EXTRACTED DATA:

//! Error and status types shared by every adapter.

use std::fmt;

use thiserror::Error;

use crate::protocol::header::HeaderError;
use crate::transport::TransportError;

/// Failure of an RST firmware or passthrough operation.
#[derive(Error, Debug)]
pub enum RstError {
    #[error("Bad parameter: {0}")]
    BadParameter(String),

    #[error("Failed to allocate {size} byte request buffer")]
    MemoryFailure { size: usize },

    #[error("Passthrough could not be issued: {0}")]
    PassthroughFailure(#[from] TransportError),

    #[error("Device reported failure (os error {os_error})")]
    Failure { os_error: u32 },

    #[error("Command not available through RST: {0}")]
    CommandNotAvailable(String),
}

impl RstError {
    pub(crate) fn bad_parameter(msg: impl Into<String>) -> Self {
        Self::BadParameter(msg.into())
    }

    pub(crate) fn not_available(msg: impl Into<String>) -> Self {
        Self::CommandNotAvailable(msg.into())
    }

    /// Coarse status code for callers that only deal in status values.
    pub fn status(&self) -> Status {
        match self {
            RstError::BadParameter(_) => Status::BadParameter,
            RstError::MemoryFailure { .. } => Status::MemoryFailure,
            RstError::PassthroughFailure(_) => Status::PassthroughFailure,
            RstError::Failure { .. } => Status::Failure,
            RstError::CommandNotAvailable(_) => Status::CommandNotAvailable,
        }
    }
}

impl From<HeaderError> for RstError {
    fn from(e: HeaderError) -> Self {
        RstError::BadParameter(e.to_string())
    }
}

/// Status values returned to the generic passthrough layer.
#[derive(Debug, Clone, Copy, PartialEq, Eq, Hash)]
#[repr(i32)]
pub enum Status {
    Success,
    Failure,
    BadParameter,
    MemoryFailure,
    PassthroughFailure,
    CommandNotAvailable,
}

impl Status {
    pub fn from_result<T>(result: &Result<T, RstError>) -> Self {
        match result {
            Ok(_) => Status::Success,
            Err(e) => e.status(),
        }
    }

    pub fn is_success(&self) -> bool {
        *self == Status::Success
    }
}

impl fmt::Display for Status {
    fn fmt(&self, f: &mut fmt::Formatter<'_>) -> fmt::Result {
        match self {
            Status::Success => write!(f, "SUCCESS"),
            Status::Failure => write!(f, "FAILURE"),
            Status::BadParameter => write!(f, "BAD_PARAMETER"),
            Status::MemoryFailure => write!(f, "MEMORY_FAILURE"),
            Status::PassthroughFailure => write!(f, "OS_PASSTHROUGH_FAILURE"),
            Status::CommandNotAvailable => write!(f, "OS_COMMAND_NOT_AVAILABLE"),
        }
    }
}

WHAT THE TASK ASKS: Your job is to copy out every line from the records above that has the word "values".

COMPLETED TASK:
    /// Coarse status code for callers that only deal in status values.
/// Status values returned to the generic passthrough layer.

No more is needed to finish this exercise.